Please output the entries below from the line that contains "an error of" through the final line, reproduced exactly and alone.

(Collected data)
>>>>>

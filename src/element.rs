//! Immutable element descriptions.

use crate::props::Props;

/// Property name under which a text element stores its payload.
///
/// Text content updates flow through the ordinary property diff: a changed
/// text element produces a single `set_property(node, NODE_VALUE, ..)` call.
pub const NODE_VALUE: &str = "nodeValue";

/// The kind of host node an element describes.
///
/// Host tags are opaque to the engine. No validation is performed here; an
/// unrecognized tag is passed through to the host adapter, which is the
/// natural point to reject it.
#[derive(Debug, Clone, PartialEq, Eq, Hash)]
pub enum NodeType {
    /// A host element, identified by an opaque type tag (e.g. `"div"`).
    Host(String),
    /// A text node.
    Text,
}

impl NodeType {
    /// Returns true for the text sentinel.
    pub fn is_text(&self) -> bool {
        matches!(self, NodeType::Text)
    }
}

/// An immutable description of one desired UI node and its children.
///
/// Elements are plain values: they are built once, consumed by
/// [`Renderer::render`](crate::Renderer::render), and never mutated by the
/// engine. Children are an ordered list; raw strings and primitives convert
/// into text elements via `From`, so subtrees compose without explicit
/// wrapping.
///
/// # Example
///
/// ```ignore
/// use fiber_flow::{Element, Props};
///
/// let tree = Element::new(
///     "div",
///     Props::new(),
///     [
///         Element::new("input", Props::new().with("value", "World"), []),
///         Element::new("h2", Props::new(), ["Hello World".into()]),
///     ],
/// );
/// ```
#[derive(Debug, Clone, PartialEq)]
pub struct Element {
    node_type: NodeType,
    props: Props,
    children: Vec<Element>,
}

impl Element {
    /// Create a host element with the given type tag, properties, and
    /// ordered children.
    pub fn new(
        tag: impl Into<String>,
        props: Props,
        children: impl IntoIterator<Item = Element>,
    ) -> Self {
        Self {
            node_type: NodeType::Host(tag.into()),
            props,
            children: children.into_iter().collect(),
        }
    }

    /// Create a text element.
    ///
    /// The content is stored under [`NODE_VALUE`]; text elements have no
    /// children.
    pub fn text(content: impl Into<String>) -> Self {
        Self {
            node_type: NodeType::Text,
            props: Props::new().with(NODE_VALUE, content.into()),
            children: Vec::new(),
        }
    }

    /// Append one child, auto-wrapping primitives into text elements.
    pub fn with_child(mut self, child: impl Into<Element>) -> Self {
        self.children.push(child.into());
        self
    }

    /// The kind of host node this element describes.
    pub fn node_type(&self) -> &NodeType {
        &self.node_type
    }

    /// The element's property mapping.
    pub fn props(&self) -> &Props {
        &self.props
    }

    /// The element's ordered children.
    pub fn children(&self) -> &[Element] {
        &self.children
    }

    pub(crate) fn into_parts(self) -> (NodeType, Props, Vec<Element>) {
        (self.node_type, self.props, self.children)
    }
}

impl From<&str> for Element {
    fn from(content: &str) -> Self {
        Element::text(content)
    }
}

impl From<String> for Element {
    fn from(content: String) -> Self {
        Element::text(content)
    }
}

impl From<i64> for Element {
    fn from(value: i64) -> Self {
        Element::text(value.to_string())
    }
}

impl From<f64> for Element {
    fn from(value: f64) -> Self {
        Element::text(value.to_string())
    }
}

impl From<bool> for Element {
    fn from(value: bool) -> Self {
        Element::text(value.to_string())
    }
}
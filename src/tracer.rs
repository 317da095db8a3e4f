//! Tracer trait for observing render execution.
//!
//! This module defines the [`Tracer`] trait for observing the work loop and
//! commit phase. The default [`NoopTracer`] provides zero cost when tracing
//! is not needed.
//!
//! All methods have default empty implementations, so implementations only
//! override the events they are interested in. Tests use recording tracers
//! to assert scheduling behavior (units performed, yields, commit bounds)
//! without a real host runtime.

use crate::fiber::{EffectTag, FiberId};

/// Observer of render lifecycle events.
///
/// # Thread Safety
///
/// Implementations must be `Send + Sync`; a shared renderer may invoke the
/// tracer from whichever thread currently drives the work loop.
pub trait Tracer: Send + Sync + 'static {
    /// Called when a render call seeds a new work-in-progress generation.
    #[inline]
    fn on_render_scheduled(&self) {}

    /// Called after one fiber has been processed as a unit of work.
    #[inline]
    fn on_unit_performed(&self, _fiber: FiberId) {}

    /// Called when the loop yields with work remaining.
    #[inline]
    fn on_yielded(&self) {}

    /// Called when the commit phase begins.
    #[inline]
    fn on_commit_started(&self) {}

    /// Called for each effect applied to the host during commit.
    #[inline]
    fn on_effect_applied(&self, _fiber: FiberId, _effect: EffectTag) {}

    /// Called when the commit phase ends and the tree has been promoted.
    #[inline]
    fn on_commit_finished(&self) {}
}

/// Zero-cost tracer that discards all events.
///
/// This is the default tracer for [`Renderer`](crate::Renderer).
pub struct NoopTracer;

impl Tracer for NoopTracer {}
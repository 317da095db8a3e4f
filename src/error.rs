//! Error type for render execution.

use std::fmt;
use std::sync::Arc;

/// Errors surfaced while building or committing a render generation.
///
/// Host adapter errors can be propagated using the `?` operator, which
/// automatically converts any `Into<anyhow::Error>` type into
/// `RenderError::Host`.
#[derive(Debug, Clone)]
pub enum RenderError {
    /// The host adapter failed while creating or mutating a node.
    ///
    /// The error propagates synchronously out of the current unit of work or
    /// commit step, aborting the render generation in progress. The renderer
    /// resets its in-progress state before returning, so the next
    /// [`render`](crate::Renderer::render) call starts cleanly; the last
    /// committed tree is untouched. Host mutations already applied by a
    /// failed commit are not rolled back.
    Host(Arc<anyhow::Error>),
}

impl fmt::Display for RenderError {
    fn fmt(&self, f: &mut fmt::Formatter<'_>) -> fmt::Result {
        match self {
            RenderError::Host(e) => write!(f, "host adapter error: {}", e),
        }
    }
}

impl<T: Into<anyhow::Error>> From<T> for RenderError {
    fn from(err: T) -> Self {
        RenderError::Host(Arc::new(err.into()))
    }
}

impl RenderError {
    /// Returns a reference to the underlying adapter error.
    pub fn host_error(&self) -> Option<&Arc<anyhow::Error>> {
        match self {
            RenderError::Host(e) => Some(e),
        }
    }

    /// Attempts to downcast the adapter error to a specific type.
    ///
    /// Returns `Some(&E)` if this is a `Host` error wrapping an error of
    /// type `E`, otherwise `None`.
    ///
    /// # Example
    ///
    /// ```ignore
    /// use fiber_flow::HostError;
    ///
    /// match renderer.flush() {
    ///     Err(e) if e.is::<HostError>() => {
    ///         eprintln!("rejected by host: {}", e.downcast_ref::<HostError>().unwrap());
    ///     }
    ///     other => other?,
    /// }
    /// ```
    pub fn downcast_ref<E: std::error::Error + Send + Sync + 'static>(&self) -> Option<&E> {
        self.host_error().and_then(|e| e.downcast_ref::<E>())
    }

    /// Returns `true` if this wraps an adapter error of type `E`.
    pub fn is<E: std::error::Error + Send + Sync + 'static>(&self) -> bool {
        self.downcast_ref::<E>().is_some()
    }
}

<<<<<

• _Exercise response_:
    /// Returns `Some(&E)` if this is a `Host` error wrapping an error of
    /// type `E`, otherwise `None`.
    ///
    /// # Example
    ///
    /// ```ignore
    /// use fiber_flow::HostError;
    ///
    /// match renderer.flush() {
    ///     Err(e) if e.is::<HostError>() => {
    ///         eprintln!("rejected by host: {}", e.downcast_ref::<HostError>().unwrap());
    ///     }
    ///     other => other?,
    /// }
    /// ```
    pub fn downcast_ref<E: std::error::Error + Send + Sync + 'static>(&self) -> Option<&E> {
        self.host_error().and_then(|e| e.downcast_ref::<E>())
    }

    /// Returns `true` if this wraps an adapter error of type `E`.
    pub fn is<E: std::error::Error + Send + Sync + 'static>(&self) -> bool {
        self.downcast_ref::<E>().is_some()
    }
}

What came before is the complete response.